Items listed in a dataset

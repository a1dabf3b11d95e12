use std::path::Path;

use anyhow::{Context, Result};
use hound::{SampleFormat, WavReader};

use crate::error::WavetableError;

/// Decoded WAV payload. `samples` stays interleaved exactly as stored.
pub struct AudioSource {
    pub samples: Vec<f32>,
    pub channels: usize,
    pub sample_rate: u32,
}

impl AudioSource {
    /// Channel 0, de-interleaved. Any further channels are dropped on purpose:
    /// stereo single-cycle captures are converted from their left side only.
    pub fn first_channel(&self) -> Vec<f64> {
        self.samples
            .iter()
            .step_by(self.channels.max(1))
            .map(|&s| s as f64)
            .collect()
    }

    pub fn frames(&self) -> usize {
        self.samples.len() / self.channels.max(1)
    }
}

pub fn load_wav(path: &Path) -> Result<AudioSource> {
    let mut reader = WavReader::open(path)
        .with_context(|| format!("failed to open WAV file {}", path.display()))?;
    let spec = reader.spec();
    let channels = spec.channels as usize;

    if channels == 0 {
        return Err(WavetableError::NoChannels.into());
    }

    let mut samples = Vec::with_capacity(reader.len() as usize);

    match spec.sample_format {
        SampleFormat::Float => {
            for sample in reader.samples::<f32>() {
                samples.push(sample.with_context(|| format!("corrupt sample data in {}", path.display()))?);
            }
        }
        SampleFormat::Int => {
            let bits = spec.bits_per_sample as i32;
            let max = ((1i64 << (bits - 1)) - 1) as f32;
            if bits <= 16 {
                for sample in reader.samples::<i16>() {
                    let v = sample.with_context(|| format!("corrupt sample data in {}", path.display()))?;
                    samples.push(v as f32 / max);
                }
            } else {
                for sample in reader.samples::<i32>() {
                    let v = sample.with_context(|| format!("corrupt sample data in {}", path.display()))?;
                    samples.push(v as f32 / max);
                }
            }
        }
    }

    tracing::debug!(
        "loaded {}: {} Hz, {} channel(s), {}-bit {:?}",
        path.display(),
        spec.sample_rate,
        channels,
        spec.bits_per_sample,
        spec.sample_format
    );

    Ok(AudioSource {
        samples,
        channels,
        sample_rate: spec.sample_rate,
    })
}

◆ Assignment: The answer must be an exact copy of every entry.

◆ Task result:
repository a1dabf3b11d95e12
use std::path::Path;

use anyhow::{Context, Result};
use hound::{SampleFormat, WavReader};

use crate::error::WavetableError;

/// Decoded WAV payload. `samples` stays interleaved exactly as stored.
pub struct AudioSource {
    pub samples: Vec<f32>,
    pub channels: usize,
    pub sample_rate: u32,
}

impl AudioSource {
    /// Channel 0, de-interleaved. Any further channels are dropped on purpose:
    /// stereo single-cycle captures are converted from their left side only.
    pub fn first_channel(&self) -> Vec<f64> {
        self.samples
            .iter()
            .step_by(self.channels.max(1))
            .map(|&s| s as f64)
            .collect()
    }

    pub fn frames(&self) -> usize {
        self.samples.len() / self.channels.max(1)
    }
}

pub fn load_wav(path: &Path) -> Result<AudioSource> {
    let mut reader = WavReader::open(path)
        .with_context(|| format!("failed to open WAV file {}", path.display()))?;
    let spec = reader.spec();
    let channels = spec.channels as usize;

    if channels == 0 {
        return Err(WavetableError::NoChannels.into());
    }

    let mut samples = Vec::with_capacity(reader.len() as usize);

    match spec.sample_format {
        SampleFormat::Float => {
            for sample in reader.samples::<f32>() {
                samples.push(sample.with_context(|| format!("corrupt sample data in {}", path.display()))?);
            }
        }
        SampleFormat::Int => {
            let bits = spec.bits_per_sample as i32;
            let max = ((1i64 << (bits - 1)) - 1) as f32;
            if bits <= 16 {
                for sample in reader.samples::<i16>() {
                    let v = sample.with_context(|| format!("corrupt sample data in {}", path.display()))?;
                    samples.push(v as f32 / max);
                }
            } else {
                for sample in reader.samples::<i32>() {
                    let v = sample.with_context(|| format!("corrupt sample data in {}", path.display()))?;
                    samples.push(v as f32 / max);
                }
            }
        }
    }

    tracing::debug!(
        "loaded {}: {} Hz, {} channel(s), {}-bit {:?}",
        path.display(),
        spec.sample_rate,
        channels,
        spec.bits_per_sample,
        spec.sample_format
    );

    Ok(AudioSource {
        samples,
        channels,
        sample_rate: spec.sample_rate,
    })
}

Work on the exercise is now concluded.